What Zweig actually seems to criticize are specification searching and parameter searching and those really are problems (What are the odds of not getting a t-stat greater than 2 if you try 50 variations on a model?) but that’s not data mining. Zweig does recommend some alternatives, but it’s worth mentioning the alternative implied in textbook statistical analysis: Come up with an idea, then test it under one specification, and let that be the end of it. I doubt that anyone actually does this. What people try to do is come up with an idea and test it under a handful of reasonable seeming specifications. This has a high risk of devolving into a statistically sloppy specification search. Or you can actually do real data mining i.e. exhaustively or nearly exhaustively testing lots of models and using cross-validation and out of sample analysis. So the choice is really between testing a handful of specifications or testing lots.

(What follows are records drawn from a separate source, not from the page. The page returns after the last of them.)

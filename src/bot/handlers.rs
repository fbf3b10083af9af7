use super::callback::{CallbackError, CallbackLinks};
use super::preview::LinkPreview;
use super::resilient::send_message_resilient;
use super::transport::TelegramMediaTransport;
use super::views::{developer_keyboard, DefaultMediaView, MediaView};
use crate::config::Settings;
use crate::media::link::{detect_link, normalize_link};
use crate::media::{DownloadRequest, DownloadWorkflow, MediaExtractor, MediaKind, Trigger};
use anyhow::Result;
use std::sync::Arc;
use teloxide::{
    prelude::*,
    types::{ParseMode, ReplyParameters, User},
    utils::command::BotCommands,
};
use tracing::{debug, info, warn};

/// Supported commands for the bot
#[derive(BotCommands, Clone, Debug, PartialEq, Eq)]
#[command(rename_rule = "lowercase", description = "Supported commands:")]
pub enum Command {
    /// Show the welcome message
    #[command(description = "Start the bot.")]
    Start,
    /// Show usage help
    #[command(description = "Show help.")]
    Help,
    /// Search and download audio
    #[command(description = "Search and download a song as mp3.")]
    Song(String),
    /// Search and download video
    #[command(description = "Search and download a video as mp4.")]
    Video(String),
}

impl Command {
    /// Media kind and query of a search command.
    #[must_use]
    pub fn media_request(&self) -> Option<(MediaKind, &str)> {
        match self {
            Self::Song(query) => Some((MediaKind::Audio, query.trim())),
            Self::Video(query) => Some((MediaKind::Video, query.trim())),
            Self::Start | Self::Help => None,
        }
    }
}

/// Parse a command written with either the `/` or the `!` prefix.
///
/// # Examples
///
/// ```
/// use oxide_media_bot::bot::handlers::{parse_command, Command};
/// assert_eq!(
///     parse_command("!song shape of you", "media_bot"),
///     Some(Command::Song("shape of you".to_string()))
/// );
/// assert_eq!(parse_command("hello", "media_bot"), None);
/// ```
#[must_use]
pub fn parse_command(text: &str, bot_username: &str) -> Option<Command> {
    let text = text.trim_start();
    let normalized = text
        .strip_prefix('!')
        .map_or_else(|| text.to_string(), |rest| format!("/{rest}"));
    Command::parse(&normalized, bot_username).ok()
}

/// HTML mention link for a user id.
#[must_use]
pub fn mention_html(user_id: u64, name: &str) -> String {
    format!(
        r#"<a href="tg://user?id={user_id}">{}</a>"#,
        html_escape::encode_text(name)
    )
}

/// HTML mention of the requesting user, or "Unknown".
#[must_use]
pub fn requester_label(user: Option<&User>) -> String {
    user.map_or_else(
        || "Unknown".to_string(),
        |u| mention_html(u.id.0, &u.full_name()),
    )
}

/// Run a download in the background so the dispatcher keeps serving updates.
fn spawn_download(
    extractor: Arc<dyn MediaExtractor>,
    request: DownloadRequest,
    transport: TelegramMediaTransport,
) {
    tokio::spawn(async move {
        let outcome = DownloadWorkflow::new(extractor)
            .run(&request, &transport)
            .await;
        info!(
            kind = request.kind.label(),
            state = ?outcome.state,
            failed_in = ?outcome.failed_in,
            "Download request finished"
        );
    });
}

/// Handle `/start` and `/help`, and dispatch `/song` / `/video` searches.
///
/// # Errors
///
/// Returns an error if a reply cannot be sent.
pub async fn handle_command(
    bot: Bot,
    msg: Message,
    cmd: Command,
    settings: Arc<Settings>,
    extractor: Arc<dyn MediaExtractor>,
) -> Result<()> {
    let text = match &cmd {
        Command::Start => Some(DefaultMediaView::welcome_message()),
        Command::Help => Some(DefaultMediaView::help_message()),
        Command::Song(_) | Command::Video(_) => None,
    };
    if let Some(text) = text {
        send_message_resilient(&bot, msg.chat.id, Some(msg.id), text).await?;
        return Ok(());
    }

    let Some((kind, query)) = cmd.media_request() else {
        return Ok(());
    };
    if query.is_empty() {
        bot.send_message(msg.chat.id, DefaultMediaView::usage(kind))
            .parse_mode(ParseMode::Html)
            .reply_parameters(ReplyParameters::new(msg.id))
            .await?;
        return Ok(());
    }

    info!(kind = kind.label(), %query, chat_id = msg.chat.id.0, "Search command received");
    let request = DownloadRequest {
        locator: query.to_string(),
        kind,
        requester: requester_label(msg.from.as_ref()),
        trigger: Trigger::Command,
    };
    let transport = TelegramMediaTransport::new(bot, msg.chat.id, msg.id)
        .with_keyboard(developer_keyboard(&settings.developer_url));
    spawn_download(extractor, request, transport);
    Ok(())
}

/// Detect a video link in a text message and offer the audio/video choice.
///
/// The lookup and the prompt run in a spawned task.
///
/// # Errors
///
/// Never fails; errors of the spawned task are logged.
pub async fn handle_text(
    bot: Bot,
    msg: Message,
    settings: Arc<Settings>,
    extractor: Arc<dyn MediaExtractor>,
    links: Arc<CallbackLinks>,
) -> Result<()> {
    let Some(link) = msg.text().and_then(detect_link) else {
        return Ok(());
    };
    let link = normalize_link(&link);
    info!(%link, chat_id = msg.chat.id.0, "Link detected");

    let requester = requester_label(msg.from.as_ref());
    let preview = LinkPreview::new(extractor, links, settings.developer_url.clone());
    let transport = TelegramMediaTransport::new(bot, msg.chat.id, msg.id);
    tokio::spawn(async move {
        match preview.run(&link, &requester, &transport).await {
            Ok(state) => debug!(%link, ?state, "Link preview finished"),
            Err(e) => warn!(%link, error = %e, "Link preview failed"),
        }
    });
    Ok(())
}

/// Handle a tap on "Download Audio" / "Download Video".
///
/// # Errors
///
/// Returns an error if an expired button cannot be answered.
pub async fn handle_callback(
    bot: Bot,
    q: CallbackQuery,
    settings: Arc<Settings>,
    extractor: Arc<dyn MediaExtractor>,
    links: Arc<CallbackLinks>,
) -> Result<()> {
    let Some(data) = q.data.as_deref() else {
        return Ok(());
    };

    let (kind, link) = match links.resolve(data).await {
        Ok(resolved) => resolved,
        Err(CallbackError::Expired) => {
            bot.answer_callback_query(q.id.clone())
                .text(DefaultMediaView::button_expired())
                .show_alert(true)
                .await?;
            return Ok(());
        }
        Err(CallbackError::Malformed) => {
            debug!(%data, "Ignoring foreign callback data");
            bot.answer_callback_query(q.id.clone()).await?;
            return Ok(());
        }
    };

    let Some(message) = q.message.as_ref() else {
        warn!("Callback without an accessible message, ignoring");
        bot.answer_callback_query(q.id.clone()).await?;
        return Ok(());
    };
    let chat_id = message.chat().id;
    let message_id = message.id();

    info!(kind = kind.label(), %link, chat_id = chat_id.0, "Download button pressed");
    let request = DownloadRequest {
        locator: link,
        kind,
        requester: requester_label(Some(&q.from)),
        trigger: Trigger::Button,
    };
    let transport = TelegramMediaTransport::new(bot, chat_id, message_id)
        .with_keyboard(developer_keyboard(&settings.developer_url))
        .with_callback(q.clone());
    spawn_download(extractor, request, transport);
    Ok(())
}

Zweig actually recommends the use of out of sample analysis and giggle testing a.k.a. asking “Does this idea make sense?”, but I have no idea why he mentions these as alternatives to data mining. Out of sample testing is a standard practice in data mining. Giggle testing can be used in conjunction with any other approach but it really just amounts to asking “Is this idea compatible with what I believed yesterday?”

Zweig isn’t all wet. In fact most of what he criticizes as data mining is really worthy of criticism. It just isn’t data mining.

What should we test when we test technical trading rules?

Posted in economics, finance by mktlogic on May 13, 2009

I recently read Mebane Faber’s paper, A Quantitative Approach to Tactical Asset Allocation, which is apparently quite popular on SSRN.

The purpose of this paper is to present a simple quantitative method that improves the risk-adjusted returns across various asset classes. A simple moving average timing model is tested since 1900 on the United States equity market before testing since 1973 on other diverse and publicly traded asset class indices, including the Morgan Stanley Capital International EAFE Index (MSCI EAFE), Goldman Sachs Commodity Index (GSCI), National Association of Real Estate Investment Trusts Index (NAREIT), and United States government 10-year Treasury bonds. The approach is then examined in a tactical asset allocation framework where the empirical results are equity-like returns with bond-like volatility and drawdown.

Early in the paper Faber presents a simple and mechanical market timing procedure:

BUY RULE: Buy when monthly price > 10-month SMA.
SELL RULE: Sell and move to cash when monthly price < 10-month SMA.

The remainder of the paper describes the performance of a hypothetical portfolio that adheres to these two rules.

Faber’s procedure is, in fact, one instance in a class of procedures of the form “Buy (sell) when the price is above (below) the N-period SMA.” Whenever I see papers like his, I’m curious as to why the focus is on testing the instance rather than the class. That is, how would performance have been if the wrong lookback had been used?

I’m sure that there are plenty of similar classes of procedures based on channel breakouts, trendlines, volatility bands and so on that outperform buy and hold over the same period with the right lookback. Such procedures would probably also work well enough with non-optimal lookbacks.

Another class of market timing procedure might be “Buy on Jan 1, 1900 and switch back and forth from assets to cash every N days.” I’m very sure that for the right values of N, this timing procedure can generate results better than buy and hold. I’m also confident that for the wrong values of N this procedure would work very poorly.

This isn’t a complaint about data mining for the right lookback to make a trading strategy seem better than it is. (To his credit, Faber’s paper includes out of sample tests of his procedure.) Rather, knowing how well a market timing procedure works for any given lookback period is just not that useful. Since it is impossible to know the optimal lookback ahead of time, the relevant question either for tests of market efficiency or for active management is “How well does the class of market timing procedures work when the lookback used is non-optimal?”